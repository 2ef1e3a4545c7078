// Copyright 2025 STARGA Inc.
// Licensed under the Apache License, Version 2.0 (the “License”);
// you may not use this file except in compliance with the License.
// You may obtain a copy of the License at:
//     http://www.apache.org/licenses/LICENSE-2.0
//
// Unless required by applicable law or agreed to in writing, software
// distributed under the License is distributed on an “AS IS” BASIS,
// WITHOUT WARRANTIES OR CONDITIONS OF ANY KIND, either express or implied.
// See the License for the specific language governing permissions and
// limitations under the License.

// Part of the MIND project (Machine Intelligence Native Design).

use mind_xcall::ffi::header::generate_header;

#[test]
fn header_contains_expected_symbols() {
    let header = generate_header();
    assert!(header.contains("} XcallFrame;"));
    assert!(header.contains("} XcallErrorRecord;"));
    assert!(header.contains("int mind_xcall_register("));
    assert!(header.contains("#define MIND_XCALL_API_VERSION 1u"));
}

#[cfg(feature = "ffi-c")]
mod capi {
    use std::ffi::{CStr, CString};

    use mind_xcall::abi::{XcallErrorRecord, XcallFrame};
    use mind_xcall::ffi::capi::*;
    use mind_xcall::prelude::*;

    unsafe extern "C" fn fill_ones(frame: *mut XcallFrame) -> *mut XcallErrorRecord {
        let frame = &mut *frame;
        match frame.rets()[0].as_mut_slice::<i32>() {
            Ok(out) => {
                out.fill(1);
                std::ptr::null_mut()
            }
            Err(err) => XcallErrorRecord::from_error(&err),
        }
    }

    #[test]
    fn registered_through_c_then_called_from_rust() {
        let name = CString::new("ffi_header_fill_ones").unwrap();
        let host = CString::new("host").unwrap();
        let rc = unsafe {
            mind_xcall_register(
                name.as_ptr(),
                host.as_ptr(),
                Some(fill_ones),
                mind_xcall_api_version(),
            )
        };
        assert_eq!(rc, 0);

        let site = CallSite::builder(
            "ffi_header_fill_ones",
            vec![ShapeDType::new(DType::I32, &[3])],
        )
        .config(BridgeConfig::default())
        .build()
        .unwrap();
        let out = site.call(&[], Attributes::new()).unwrap();
        assert_eq!(out[0].to_vec::<i32>().unwrap(), vec![1, 1, 1]);
    }

    #[test]
    fn bad_platform_string_is_reported() {
        let name = CString::new("ffi_header_bad").unwrap();
        let rc =
            unsafe { mind_xcall_register(name.as_ptr(), std::ptr::null(), Some(fill_ones), 1) };
        assert_eq!(rc, -1);
        let message = unsafe { CStr::from_ptr(mind_xcall_last_error()) };
        assert!(message.to_str().unwrap().contains("platform is null"));
    }
}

* * *

*DIRECTIONS*.
Lines with the string "host": pick each one out of the material and return it.

*SOLUTION BELOW*.
        let host = CString::new("host").unwrap();
                host.as_ptr(),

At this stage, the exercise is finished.